I was aware of all this and it helped drive my interpretation. I jettisoned knowing jauntiness, couthiness, and traditional comic effects, to perform the poem as an Orpheus in the Underworld drama, a man’s desperate flight from the seductive realms of Evil. The predominant tone was dark, gothic and sexual. Online commentators compared it to both Alex Harvey and Nick Cave. I’ll take that.

But before I get carried away with any hyperbole comparisons I should add that the online audience was very much split. My snarled, punky interpretations of the Burns epic were not to everyone’s taste. Some, the more traditionalists perhaps, absolutely loathed what I did with Tam. And made their feelings known, loudly, in the online comments (see below). Others said it was the best Tam they’d ever seen. On both counts, it was job done.

Letting rip with Tam

I was thinking about all of this when I was interviewed on the subject of Robert Burns for the magazine Fokus – a Swedish culture and news magazine – non too plussed about publishing articles on poets out of season. The zoom chat I had with their journalist, Charlotta Lindell, ranged across poetry, language, politics and art. It was again refreshing to find that outside of Scotland Burns is taken seriously as an artist rather than a national icon, with all the associated baggage.
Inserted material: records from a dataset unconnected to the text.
//! Result templates: at most one printf conversion, checked against the
//! rule's type when the rule is loaded and rendered on every match.

use std::borrow::Cow;

use regex::Regex;

use super::decode::MAX_OUTPUT;
use super::types::TypeClass;
use crate::error::ParseError;

lazy_static! {
    static ref FORMAT_INTEGER: Regex =
        Regex::new(r"^%[-#0 +]*[0-9]*(\.[0-9]*)?(hh|h|ll|l|q|j|z|t)?[diouxXcs]").unwrap();
    static ref FORMAT_FLOAT: Regex =
        Regex::new(r"^%[-#0 +]*[0-9]*(\.[0-9]*)?l?[eEfFgGs]").unwrap();
    static ref FORMAT_STRING: Regex = Regex::new(r"^%[-0-9.]*s").unwrap();
    /// Splits an already validated specifier into its parts
    static ref FORMAT_PARTS: Regex = Regex::new(
        r"^%(?P<flags>[-#0 +]*)(?P<width>[0-9]*)(?:\.(?P<precision>[0-9]*))?(?:hh|h|ll|l|q|j|z|t)?(?P<conv>[a-zA-Z])"
    )
    .unwrap();
}

/// A parsed `%` conversion.
#[derive(Debug, Clone, PartialEq, Eq)]
pub struct FormatSpec {
    /// Byte range of the specifier in the template
    start: usize,
    end: usize,
    left: bool,
    zero: bool,
    alternate: bool,
    plus: bool,
    space: bool,
    width: usize,
    precision: Option<usize>,
    conv: char,
}

/// The description attached to a rule.
#[derive(Debug, Clone, PartialEq, Eq)]
pub struct Template {
    text: String,
    spec: Option<FormatSpec>,
}

/// A decoded value handed to [`Template::render`].
#[derive(Debug, Clone, PartialEq)]
pub enum Arg<'a> {
    /// No value (the `default` type)
    None,
    /// Integer bits plus what C's default promotions would make of them
    Int { bits: u64, signed: bool, wide: bool },
    Float(f64),
    Str(Cow<'a, str>),
}

/// Position of the single conversion, if any; `%%` is skipped.
fn find_spec(text: &str) -> Result<Option<usize>, ParseError> {
    let bytes = text.as_bytes();
    let mut found = None;
    let mut i = 0;
    while i < bytes.len() {
        if bytes[i] == b'%' {
            if bytes.get(i + 1) == Some(&b'%') {
                i += 2;
                continue;
            }
            if found.is_some() {
                return Err(ParseError::MultipleFormats(text.to_string()));
            }
            found = Some(i);
        }
        i += 1;
    }
    Ok(found)
}

impl Template {
    /// Validate `text` for a rule of type class `class`.
    pub fn new(text: &str, class: TypeClass, type_name: &str) -> Result<Template, ParseError> {
        let start = match find_spec(text)? {
            None => {
                return Ok(Template {
                    text: text.to_string(),
                    spec: None,
                })
            }
            Some(start) => start,
        };

        let invalid = || ParseError::InvalidFormat {
            name: type_name.to_string(),
            format: text[start..].to_string(),
        };
        let pattern: &Regex = match class {
            TypeClass::Integer => &FORMAT_INTEGER,
            TypeClass::Float => &FORMAT_FLOAT,
            TypeClass::String | TypeClass::Date => &FORMAT_STRING,
            TypeClass::None | TypeClass::Unsupported => return Err(invalid()),
        };
        if !pattern.is_match(&text[start..]) {
            return Err(invalid());
        }
        let caps = FORMAT_PARTS.captures(&text[start..]).ok_or_else(invalid)?;

        let flags = caps.name("flags").map_or("", |m| m.as_str());
        // widths past the output limit would only be truncated away
        let number = |name: &str| -> Result<Option<usize>, ParseError> {
            match caps.name(name).map(|m| m.as_str()) {
                None => Ok(None),
                Some("") => Ok(Some(0)),
                Some(digits) => match digits.parse::<usize>() {
                    Ok(n) if n <= MAX_OUTPUT => Ok(Some(n)),
                    _ => Err(invalid()),
                },
            }
        };
        let width = number("width")?.unwrap_or(0);
        let precision = number("precision")?;
        let conv = caps
            .name("conv")
            .and_then(|m| m.as_str().chars().next())
            .ok_or_else(invalid)?;

        Ok(Template {
            text: text.to_string(),
            spec: Some(FormatSpec {
                start,
                end: start + caps.get(0).map_or(0, |m| m.end()),
                left: flags.contains('-'),
                zero: flags.contains('0'),
                alternate: flags.contains('#'),
                plus: flags.contains('+'),
                space: flags.contains(' '),
                width,
                precision,
                conv,
            }),
        })
    }

    pub fn as_str(&self) -> &str {
        &self.text
    }

    pub fn has_format(&self) -> bool {
        self.spec.is_some()
    }

    /// Substitute `arg` into the template.
    pub fn render(&self, arg: &Arg<'_>) -> String {
        match &self.spec {
            None => self.text.replace("%%", "%"),
            Some(spec) => {
                let mut out = self.text[..spec.start].replace("%%", "%");
                out.push_str(&spec.convert(arg));
                out.push_str(&self.text[spec.end..].replace("%%", "%"));
                out
            }
        }
    }
}

impl FormatSpec {
    fn convert(&self, arg: &Arg<'_>) -> String {
        match (self.conv, arg) {
            ('s', Arg::Str(s)) => self.string(s),
            ('s', Arg::Int { bits, signed, wide }) => {
                let text = match (*signed, *wide) {
                    (true, true) => (*bits as i64).to_string(),
                    (true, false) => (*bits as u32 as i32).to_string(),
                    (false, true) => bits.to_string(),
                    (false, false) => (*bits as u32).to_string(),
                };
                self.string(&text)
            }
            ('s', Arg::Float(v)) => self.string(&general(*v, 6, false)),
            ('d', Arg::Int { bits, wide, .. }) | ('i', Arg::Int { bits, wide, .. }) => {
                let v = if *wide { *bits as i64 } else { *bits as u32 as i32 as i64 };
                let digits = self.int_digits(v.unsigned_abs().to_string(), v == 0);
                let sign = if v < 0 {
                    "-"
                } else if self.plus {
                    "+"
                } else if self.space {
                    " "
                } else {
                    ""
                };
                self.pad_number(sign, &digits)
            }
            ('u', Arg::Int { bits, wide, .. })
            | ('o', Arg::Int { bits, wide, .. })
            | ('x', Arg::Int { bits, wide, .. })
            | ('X', Arg::Int { bits, wide, .. }) => {
                let v = if *wide { *bits } else { *bits as u32 as u64 };
                let (digits, prefix) = match self.conv {
                    'o' => {
                        let d = format!("{:o}", v);
                        let prefix = if self.alternate && !d.starts_with('0') { "0" } else { "" };
                        (d, prefix)
                    }
                    'x' => (format!("{:x}", v), if self.alternate && v != 0 { "0x" } else { "" }),
                    'X' => (format!("{:X}", v), if self.alternate && v != 0 { "0X" } else { "" }),
                    _ => (v.to_string(), ""),
                };
                let digits = self.int_digits(digits, v == 0);
                self.pad_number(prefix, &digits)
            }
            ('c', Arg::Int { bits, .. }) => self.pad(String::from(*bits as u8 as char)),
            (conv, Arg::Float(v)) if "eEfFgG".contains(conv) => {
                let precision = self.precision.unwrap_or(6);
                let body = match conv.to_ascii_lowercase() {
                    'e' => exponent(*v, precision),
                    'f' => format!("{:.*}", precision, v),
                    _ => general(*v, precision, self.alternate),
                };
                let body = if conv.is_ascii_uppercase() { body.to_uppercase() } else { body };
                let (sign, body) = match body.strip_prefix('-') {
                    Some(rest) => ("-", rest.to_string()),
                    None if self.plus => ("+", body),
                    None if self.space => (" ", body),
                    None => ("", body),
                };
                self.pad_number(sign, &body)
            }
            (_, Arg::None) => String::new(),
            // validated at load time; anything else is a mismatch we print raw
            (_, Arg::Int { bits, .. }) => bits.to_string(),
            (_, Arg::Str(s)) => s.to_string(),
            (_, Arg::Float(v)) => v.to_string(),
        }
    }

    /// `%.Nd` pads with zeros; `%.0d` of zero prints nothing.
    fn int_digits(&self, digits: String, zero: bool) -> String {
        match self.precision {
            Some(0) if zero => String::new(),
            Some(p) if digits.len() < p => format!("{}{}", "0".repeat(p - digits.len()), digits),
            _ => digits,
        }
    }

    fn string(&self, s: &str) -> String {
        let s = match self.precision {
            Some(p) => s.chars().take(p).collect(),
            None => s.to_string(),
        };
        self.pad(s)
    }

    fn pad(&self, body: String) -> String {
        let len = body.chars().count();
        if len >= self.width {
            return body;
        }
        let fill = " ".repeat(self.width - len);
        if self.left {
            body + &fill
        } else {
            fill + &body
        }
    }

    fn pad_number(&self, prefix: &str, digits: &str) -> String {
        let len = prefix.len() + digits.len();
        let zero = self.zero && !self.left && (self.precision.is_none() || "eEfFgG".contains(self.conv));
        if zero && len < self.width {
            format!("{}{}{}", prefix, "0".repeat(self.width - len), digits)
        } else {
            self.pad(format!("{}{}", prefix, digits))
        }
    }
}

/// C `%e`: mantissa, `e`, sign and at least two exponent digits.
fn exponent(v: f64, precision: usize) -> String {
    if !v.is_finite() {
        return non_finite(v);
    }
    let s = format!("{:.*e}", precision, v);
    match s.split_once('e') {
        Some((mantissa, exp)) => {
            let exp: i32 = exp.parse().unwrap_or(0);
            let sign = if exp < 0 { '-' } else { '+' };
            format!("{}e{}{:02}", mantissa, sign, exp.abs())
        }
        None => s,
    }
}

/// C `%g`.
fn general(v: f64, precision: usize, alternate: bool) -> String {
    if !v.is_finite() {
        return non_finite(v);
    }
    let p = if precision == 0 { 1 } else { precision };
    let x = if v == 0.0 {
        0
    } else {
        let s = format!("{:.*e}", p - 1, v);
        s.split_once('e').and_then(|(_, e)| e.parse::<i32>().ok()).unwrap_or(0)
    };

    let out = if x < -4 || x >= p as i32 {
        exponent(v, p - 1)
    } else {
        format!("{:.*}", (p as i32 - 1 - x).max(0) as usize, v)
    };
    if alternate {
        return out;
    }

    // drop trailing zeros from the fraction
    let (mantissa, exp) = match out.find('e') {
        Some(i) => (&out[..i], &out[i..]),
        None => (&out[..], ""),
    };
    let mantissa = if mantissa.contains('.') {
        mantissa.trim_end_matches('0').trim_end_matches('.')
    } else {
        mantissa
    };
    format!("{}{}", mantissa, exp)
}

fn non_finite(v: f64) -> String {
    if v.is_nan() {
        "nan".to_string()
    } else if v < 0.0 {
        "-inf".to_string()
    } else {
        "inf".to_string()
    }
}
It’s always a pleasure to kick back against anything put on a pedestal, wrapped in tartan, or preserved in amber. Art comes from the heart and soul and the craft of it. Heaney hits yet another nail on the head when he writes, “Burns is a world poet because of his genius, not because of his Scottishness.”

There’s a lot more I could unpack from Heaney’s tremendous essay. It meanders and surges and digresses as these things tend to do, across subject matter, returning repeatedly to Burns. There’s so much in its 18 pages and I’ve barely scratched the surface here—just him looking at two wee words. You’ll need to hunt it down for yourself to enjoy its full magnificence. I’ll leave you with this paragraph, the one that lends the essay its title.

“What produces the art is not the medium, but what is made of it. For example, I am predisposed to like Burns’s ‘The Twa Dogs’ because of its unfoolable, realistic sense of the world, its uncorny, wily humour and its unmitigated sense of justice, but I could say that about Burns’s letters as well; what distinguishes it as a poem is the way it combines reliable tone and technical virtuosity – the pitch of the voice and the musical trueness of it. It is because of a special mixture of intimacy and documentary accuracy in the art speech of the poem that none of the humour is at the expense of the dogs and none of the virtuosity is knowing.”